Old shed and outbuilding strip
Wooden shed demolition is typically a mix: clean structural timber (grade A/B) plus weathered painted or treated cladding (grade C). Wood-only skip with declared mix and surcharge.
Kitchen unit strip-out
Kitchen unit carcasses are predominantly melamine particleboard (grade C). A wood-only skip with treated-wood surcharge typically beats mixed-waste skip pricing for a full kitchen strip.
Old deck lift
Modern (post-2006) decking lifts cleanly as grade C wood with surcharge. Pre-2006 Tanalised decking is grade D hazardous and needs separate disposal; check age before booking.
Fence panel replacement
Replacing fence panels generates a mix of clean structural posts and treated panel boards. Most modern (post-2006) treated panels go through grade C wood-only with surcharge. Older fences may have CCA-treated components requiring hazardous routing.
Metalwork in Wood Waste
Wood with significant metal still attached (door frames with hinges and locks, fence panels with brackets, old furniture with screws and brackets) is acceptable in a wood-only skip up to incidental level. Significant metalwork (substantial nails, brackets, fittings) needs separate metal handling at the transfer station, sometimes with a small additional fee. For pure metal items (radiators, copper pipe, scrap), a metal-only skip or scrap-metal merchant pays for the material and is the right route, not a wood skip.

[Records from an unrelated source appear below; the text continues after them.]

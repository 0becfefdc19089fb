//! Per-field filters and the matcher that applies them.
//!
//! A [`FilterSpec`] is either a scalar target or an inclusive numeric range:
//!
//! | Field value | Scalar target                               | Range            |
//! |-------------|---------------------------------------------|------------------|
//! | String      | case-insensitive substring of the target    | parsed as number |
//! | Number      | numeric equality with the coerced target    | `from <= v <= to`|
//! | None        | never matches                               | never matches    |
//!
//! Anything that cannot be compared (non-numeric text against a range, a
//! bound that is not a number) is a non-match, never an error.

use std::cmp::Ordering;

use indexmap::IndexMap;
use serde::{Deserialize, Serialize};

use crate::record::Record;
use crate::value::{Number, Scalar, Value};

/// Filters keyed by field name. `None` entries impose no constraint.
pub type Filters = IndexMap<String, Option<FilterSpec>>;

/// Filter applied to a single field.
///
/// Deserializes from a bare string or number (scalar), or from an object
/// with optional `from` and `to` keys (range).
///
/// ```
/// use listable::FilterSpec;
///
/// let spec: FilterSpec = serde_json::from_str(r#"{"from": 97, "to": "99"}"#).unwrap();
/// assert!(spec.is_range());
/// ```
#[derive(Debug, Clone, PartialEq, Serialize, Deserialize)]
#[serde(untagged)]
pub enum FilterSpec {
    /// Substring match for text fields, numeric equality for numbers.
    Scalar(Scalar),
    /// Inclusive numeric bounds. A missing bound is open on that side.
    Range {
        #[serde(default, skip_serializing_if = "Option::is_none")]
        from: Option<Scalar>,
        #[serde(default, skip_serializing_if = "Option::is_none")]
        to: Option<Scalar>,
    },
}

impl FilterSpec {
    /// Creates a scalar filter.
    pub fn scalar(value: impl Into<Scalar>) -> Self {
        FilterSpec::Scalar(value.into())
    }

    /// Creates a range filter with optional bounds.
    pub fn range(from: Option<Scalar>, to: Option<Scalar>) -> Self {
        FilterSpec::Range { from, to }
    }

    /// Creates a range filter bounded on both sides.
    pub fn between(from: impl Into<Scalar>, to: impl Into<Scalar>) -> Self {
        FilterSpec::range(Some(from.into()), Some(to.into()))
    }

    /// Returns `true` if this is a range filter.
    pub fn is_range(&self) -> bool {
        matches!(self, FilterSpec::Range { .. })
    }

    /// Evaluates this filter against a field value.
    pub fn matches(&self, value: &Value<'_>) -> bool {
        Matcher::new(self).matches(value)
    }
}

impl From<Scalar> for FilterSpec {
    fn from(value: Scalar) -> Self {
        FilterSpec::Scalar(value)
    }
}

impl From<&str> for FilterSpec {
    fn from(value: &str) -> Self {
        FilterSpec::scalar(value)
    }
}

impl From<String> for FilterSpec {
    fn from(value: String) -> Self {
        FilterSpec::scalar(value)
    }
}

impl From<i64> for FilterSpec {
    fn from(value: i64) -> Self {
        FilterSpec::scalar(value)
    }
}

impl From<f64> for FilterSpec {
    fn from(value: f64) -> Self {
        FilterSpec::scalar(value)
    }
}

/// Filters ready for repeated matching.
///
/// Preparing does the per-filter work once (case-folding scalar text,
/// parsing numbers and range bounds), so matching a row only reads and
/// compares its field values. Built once per pipeline run.
#[derive(Debug, Clone)]
pub struct PreparedFilters<'f> {
    fields: Vec<(&'f str, Matcher)>,
}

impl<'f> PreparedFilters<'f> {
    /// Prepares every non-`None` filter, keeping field order.
    pub fn new(filters: &'f Filters) -> Self {
        let fields = filters
            .iter()
            .filter_map(|(field, spec)| Some((field.as_str(), Matcher::new(spec.as_ref()?))))
            .collect();
        Self { fields }
    }

    /// Number of filters that constrain rows.
    pub fn len(&self) -> usize {
        self.fields.len()
    }

    /// Returns `true` if no filter constrains rows.
    pub fn is_empty(&self) -> bool {
        self.fields.is_empty()
    }

    /// Tests a record against every filter (logical AND).
    pub fn matches<R: Record + ?Sized>(&self, record: &R) -> bool {
        self.fields
            .iter()
            .all(|(field, matcher)| matcher.matches(&record.field_value(field)))
    }
}

#[derive(Debug, Clone)]
enum Matcher {
    Scalar {
        folded: String,
        number: Option<Number>,
    },
    Range {
        from: Bound,
        to: Bound,
    },
}

#[derive(Debug, Clone, Copy)]
enum Bound {
    Open,
    At(Number),
    /// Not a number: nothing satisfies it.
    Malformed,
}

impl Bound {
    fn new(bound: Option<&Scalar>) -> Self {
        match bound.map(Scalar::to_number) {
            None => Bound::Open,
            Some(Some(n)) => Bound::At(n),
            Some(None) => Bound::Malformed,
        }
    }

    fn admits(self, n: Number, accept: fn(Ordering) -> bool) -> bool {
        match self {
            Bound::Open => true,
            Bound::At(bound) => n.compare(bound).is_some_and(accept),
            Bound::Malformed => false,
        }
    }
}

impl Matcher {
    fn new(spec: &FilterSpec) -> Self {
        match spec {
            FilterSpec::Scalar(target) => Matcher::Scalar {
                folded: target.to_string().to_lowercase(),
                number: target.to_number(),
            },
            FilterSpec::Range { from, to } => Matcher::Range {
                from: Bound::new(from.as_ref()),
                to: Bound::new(to.as_ref()),
            },
        }
    }

    fn matches(&self, value: &Value<'_>) -> bool {
        match self {
            Matcher::Scalar { folded, number } => match value {
                Value::String(s) => s.to_lowercase().contains(folded.as_str()),
                Value::Number(n) => number.is_some_and(|t| n.numeric_eq(t)),
                Value::None => false,
            },
            Matcher::Range { from, to } => value.to_number().is_some_and(|n| {
                from.admits(n, Ordering::is_ge) && to.admits(n, Ordering::is_le)
            }),
        }
    }
}

/// Tests a record against every filter (logical AND).
///
/// Fields whose filter is `None` are skipped. A field missing from the
/// record fails its filter. To test many records, prepare the filters once
/// with [`PreparedFilters::new`].
pub fn matches<R: Record + ?Sized>(record: &R, filters: &Filters) -> bool {
    PreparedFilters::new(filters).matches(record)
}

Frequently Asked Questions
How much does a wood-only skip cost in the UK?
A wood-only 6-yard skip costs £140 to £250 nationally as of May 2026 for clean untreated timber. Mixed treated and painted timber typically attracts a £20 to £50 surcharge because it routes to specialist higher-cost disposal. Pressure-treated (Tanalised) timber from outdoor structures may attract a higher surcharge or require a separate skip because of CCA (copper chrome arsenic) historic preservative residues.
What is the difference between clean and treated wood?

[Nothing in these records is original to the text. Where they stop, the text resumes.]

//! Sort directions and the multi-key record comparator.

use std::cmp::Ordering;
use std::fmt;
use std::str::FromStr;

use indexmap::IndexMap;
use serde::{Deserialize, Deserializer, Serialize, Serializer};

use crate::error::ListableError;
use crate::record::Record;
use crate::value::Value;

/// Sort directions keyed by field name. Insertion order is key precedence.
pub type Sorter = IndexMap<String, Dir>;

/// Direction of one sort key.
#[derive(Debug, Clone, Copy, PartialEq, Eq, Hash, Default)]
pub enum Dir {
    #[default]
    Asc,
    Desc,
}

impl Dir {
    /// Orients an ascending comparison for this direction.
    pub fn apply(self, ordering: Ordering) -> Ordering {
        if self == Dir::Desc {
            ordering.reverse()
        } else {
            ordering
        }
    }

    /// Lowercase name, as written in request parameters and config.
    pub fn as_str(self) -> &'static str {
        match self {
            Dir::Asc => "asc",
            Dir::Desc => "desc",
        }
    }
}

impl fmt::Display for Dir {
    fn fmt(&self, f: &mut fmt::Formatter<'_>) -> fmt::Result {
        f.write_str(self.as_str())
    }
}

impl FromStr for Dir {
    type Err = ListableError;

    /// Accepts `asc`/`ascending` and `desc`/`descending`, in any case.
    fn from_str(s: &str) -> Result<Self, Self::Err> {
        match s.trim().to_ascii_lowercase().as_str() {
            "asc" | "ascending" => Ok(Dir::Asc),
            "desc" | "descending" => Ok(Dir::Desc),
            _ => Err(ListableError::InvalidParam {
                name: "dir".to_string(),
                value: s.to_string(),
            }),
        }
    }
}

impl Serialize for Dir {
    fn serialize<S: Serializer>(&self, serializer: S) -> Result<S::Ok, S::Error> {
        serializer.serialize_str(self.as_str())
    }
}

impl<'de> Deserialize<'de> for Dir {
    fn deserialize<D: Deserializer<'de>>(deserializer: D) -> Result<Self, D::Error> {
        let raw = String::deserialize(deserializer)?;
        raw.parse().map_err(serde::de::Error::custom)
    }
}

/// Compares two field values.
///
/// Strings compare byte-wise, numbers numerically. Numbers sort before
/// strings and missing values sort after everything else, so the result
/// is a total order a sort can rely on. NaN sorts above every number,
/// whatever its sign bit.
pub fn compare_values(a: &Value<'_>, b: &Value<'_>) -> Ordering {
    match (a, b) {
        (Value::String(a), Value::String(b)) => a.cmp(b),
        (Value::Number(a), Value::Number(b)) => a
            .compare(*b)
            .unwrap_or_else(|| a.is_nan().cmp(&b.is_nan())),

        (Value::None, Value::None) => Ordering::Equal,
        (Value::None, _) => Ordering::Greater,
        (_, Value::None) => Ordering::Less,

        (Value::Number(_), Value::String(_)) => Ordering::Less,
        (Value::String(_), Value::Number(_)) => Ordering::Greater,
    }
}

/// Compares two records by each sorter key in turn.
///
/// The first key whose values differ decides. Returns `Equal` when every
/// key ties, so a stable sort keeps such records in their original order.
pub fn compare<R: Record + ?Sized>(a: &R, b: &R, sorter: &Sorter) -> Ordering {
    for (field, dir) in sorter {
        let ordering = dir.apply(compare_values(&a.field_value(field), &b.field_value(field)));
        if ordering != Ordering::Equal {
            return ordering;
        }
    }
    Ordering::Equal
}

/// Stable-sorts records in place by the sorter. An empty sorter is a no-op.
pub fn sort<R: Record>(records: &mut [&R], sorter: &Sorter) {
    if sorter.is_empty() {
        return;
    }
    records.sort_by(|a, b| compare(*a, *b, sorter));
}
//! Building a [`ListState`] from request input.
//!
//! [`ListStateProvider`] is the seam between a host application's request
//! handling and the pipeline. [`ParamsStateProvider`] covers the common case
//! of flat, already-decoded query parameters:
//!
//! ```text
//! page=2                      zero-based page index
//! limit=50                    page size (config default when absent)
//! filters[name]=acme          scalar filter
//! filters[price][from]=10     range lower bound
//! filters[price][to]=99       range upper bound
//! sorter[name]=desc           sort key, in parameter order
//! ```

use crate::config::ListConfig;
use crate::error::{ListableError, Result};
use crate::filter::{FilterSpec, Filters};
use crate::ordering::{Dir, Sorter};
use crate::state::ListState;
use crate::value::Scalar;

/// Builds the state for one request of a configured list.
pub trait ListStateProvider {
    /// Creates a validated state, falling back on `config` defaults.
    fn get_state(&self, config: &ListConfig) -> Result<ListState>;
}

/// Provider reading flat key/value request parameters.
///
/// # Example
///
/// ```
/// use listable::{Dir, ListConfig, ListStateProvider, ParamsStateProvider};
///
/// let provider = ParamsStateProvider::new([
///     ("page", "1"),
///     ("filters[name]", "acme"),
///     ("sorter[price]", "desc"),
/// ]);
/// let state = provider.get_state(&ListConfig::default().with_limit(10)).unwrap();
///
/// assert_eq!(state.page(), 1);
/// assert_eq!(state.limit(), 10);
/// assert_eq!(state.sorter()["price"], Dir::Desc);
/// ```
#[derive(Debug, Clone, Default)]
pub struct ParamsStateProvider {
    params: Vec<(String, String)>,
}

impl ParamsStateProvider {
    /// Creates a provider over decoded request parameters.
    pub fn new<I, K, V>(params: I) -> Self
    where
        I: IntoIterator<Item = (K, V)>,
        K: Into<String>,
        V: Into<String>,
    {
        Self {
            params: params
                .into_iter()
                .map(|(key, value)| (key.into(), value.into()))
                .collect(),
        }
    }

    /// Returns the last value given for `name`.
    fn param(&self, name: &str) -> Option<&str> {
        self.params
            .iter()
            .rev()
            .find(|(key, _)| key == name)
            .map(|(_, value)| value.as_str())
    }

    fn page(&self, config: &ListConfig) -> Result<usize> {
        match self.param(&config.page_param) {
            None => Ok(0),
            Some(raw) => parse_usize(&config.page_param, raw),
        }
    }

    fn limit(&self, config: &ListConfig) -> Result<usize> {
        let limit = match self.param(&config.limit_param) {
            None => config.limit,
            Some(raw) => parse_usize(&config.limit_param, raw)?,
        };
        match config.max_limit {
            Some(max) if limit > max => Err(ListableError::LimitTooLarge { limit, max }),
            _ => Ok(limit),
        }
    }

    /// Collects `filters[f]` and `filters[f][from|to]` parameters.
    ///
    /// A field given both a scalar and a range is rejected rather than
    /// letting whichever came last win.
    fn filters(&self, config: &ListConfig) -> Result<Filters> {
        let mut filters = Filters::new();
        for (key, raw) in &self.params {
            let Some((field, rest)) = bracketed(key, &config.filters_param) else {
                continue;
            };
            if raw.is_empty() {
                continue;
            }
            let value = Scalar::from(raw.as_str());
            match rest {
                "" => {
                    if let Some(Some(FilterSpec::Range { .. })) = filters.get(field) {
                        return Err(conflicting_filter(key, raw));
                    }
                    filters.insert(field.to_string(), Some(FilterSpec::Scalar(value)));
                }
                "[from]" | "[to]" => {
                    let entry = filters
                        .entry(field.to_string())
                        .or_insert_with(|| Some(FilterSpec::range(None, None)));
                    let Some(FilterSpec::Range { from, to }) = entry else {
                        return Err(conflicting_filter(key, raw));
                    };
                    if rest == "[from]" {
                        *from = Some(value);
                    } else {
                        *to = Some(value);
                    }
                }
                _ => {
                    tracing::debug!(list = %config.name, param = %key, "ignoring filter parameter");
                }
            }
        }
        Ok(filters)
    }

    fn sorter(&self, config: &ListConfig) -> Result<Sorter> {
        let mut sorter = Sorter::new();
        for (key, value) in &self.params {
            let Some((field, rest)) = bracketed(key, &config.sorter_param) else {
                continue;
            };
            if !rest.is_empty() {
                tracing::debug!(list = %config.name, param = %key, "ignoring sorter parameter");
                continue;
            }
            let dir = value
                .parse::<Dir>()
                .map_err(|_| ListableError::InvalidParam {
                    name: key.clone(),
                    value: value.clone(),
                })?;
            sorter.insert(field.to_string(), dir);
        }
        if sorter.is_empty() {
            return Ok(config.sorter.clone());
        }
        Ok(sorter)
    }
}

impl ListStateProvider for ParamsStateProvider {
    fn get_state(&self, config: &ListConfig) -> Result<ListState> {
        let state = ListState::builder()
            .page(self.page(config)?)
            .limit(self.limit(config)?)
            .filters(self.filters(config)?)
            .sorter(self.sorter(config)?)
            .build()?;

        tracing::debug!(
            list = %config.name,
            page = state.page(),
            limit = state.limit(),
            filters = state.filters().len(),
            sort_keys = state.sorter().len(),
            "built list state"
        );
        Ok(state)
    }
}

fn conflicting_filter(key: &str, raw: &str) -> ListableError {
    tracing::debug!(param = %key, "filter parameter mixes scalar and range forms");
    ListableError::InvalidParam {
        name: key.to_string(),
        value: raw.to_string(),
    }
}

fn parse_usize(name: &str, raw: &str) -> Result<usize> {
    raw.trim()
        .parse::<usize>()
        .map_err(|_| ListableError::InvalidParam {
            name: name.to_string(),
            value: raw.to_string(),
        })
}

/// Splits `prefix[field]rest` into `(field, rest)`.
fn bracketed<'k>(key: &'k str, prefix: &str) -> Option<(&'k str, &'k str)> {
    let inner = key.strip_prefix(prefix)?.strip_prefix('[')?;
    let end = inner.find(']')?;
    let field = &inner[..end];
    if field.is_empty() {
        return None;
    }
    Some((field, &inner[end + 1..]))
}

Clean wood is unpainted, unvarnished, untreated timber, typically construction off-cuts, pallets, joists, and natural-finish furniture. It is classified as grade A or B wood waste and routes to wood-chipping (for animal bedding, garden mulch) or biomass fuel. Treated wood is varnished, painted, MDF, melamine, particleboard with adhesives, or pressure-treated outdoor timber. It is classified as grade C or D and routes to specialist incineration or contained landfill at much higher cost because of chemical content.
Can pressure-treated decking go in a wood-only skip?
Modern pressure-treated decking (post-2006, using ACQ or copper azole preservatives) typically goes in a wood-only skip at standard treated-wood pricing. Older pressure-treated timber (pre-2006, using CCA preservative containing arsenic) is classified as hazardous waste and must be handled separately. If your decking, fencing, or outdoor timber predates 2006 and you cannot confirm what preservative was used, treat it as hazardous and arrange specialist disposal, not a standard wood skip.
What can go in a wood-only skip?
Standard wood-only skip contents: pallets, untreated softwood and hardwood off-cuts, construction joists and rafters (untreated), shed and fence panels (untreated), garden timber (untreated), broken untreated furniture, plywood (uncontaminated), OSB sheet material. Excluded: MDF and melamine particleboard (adhesive-bound, separate route), painted or varnished timber (treated wood surcharge), pressure-treated outdoor timber (treated surcharge or hazardous if pre-2006), any timber with metal still attached (separate, fasteners need extraction).
Is a wood-only skip cheaper than a mixed skip?
Clean wood-only skips are typically 10 to 20 per cent cheaper than the equivalent mixed-waste skip because clean wood is a saleable feedstock for chipping and biomass routes. Treated or mixed-treatment wood-only skips are typically similar to mixed-waste pricing because the disposal cost downstream is higher. For projects generating mostly clean construction off-cuts, the saving is real and worth segregating.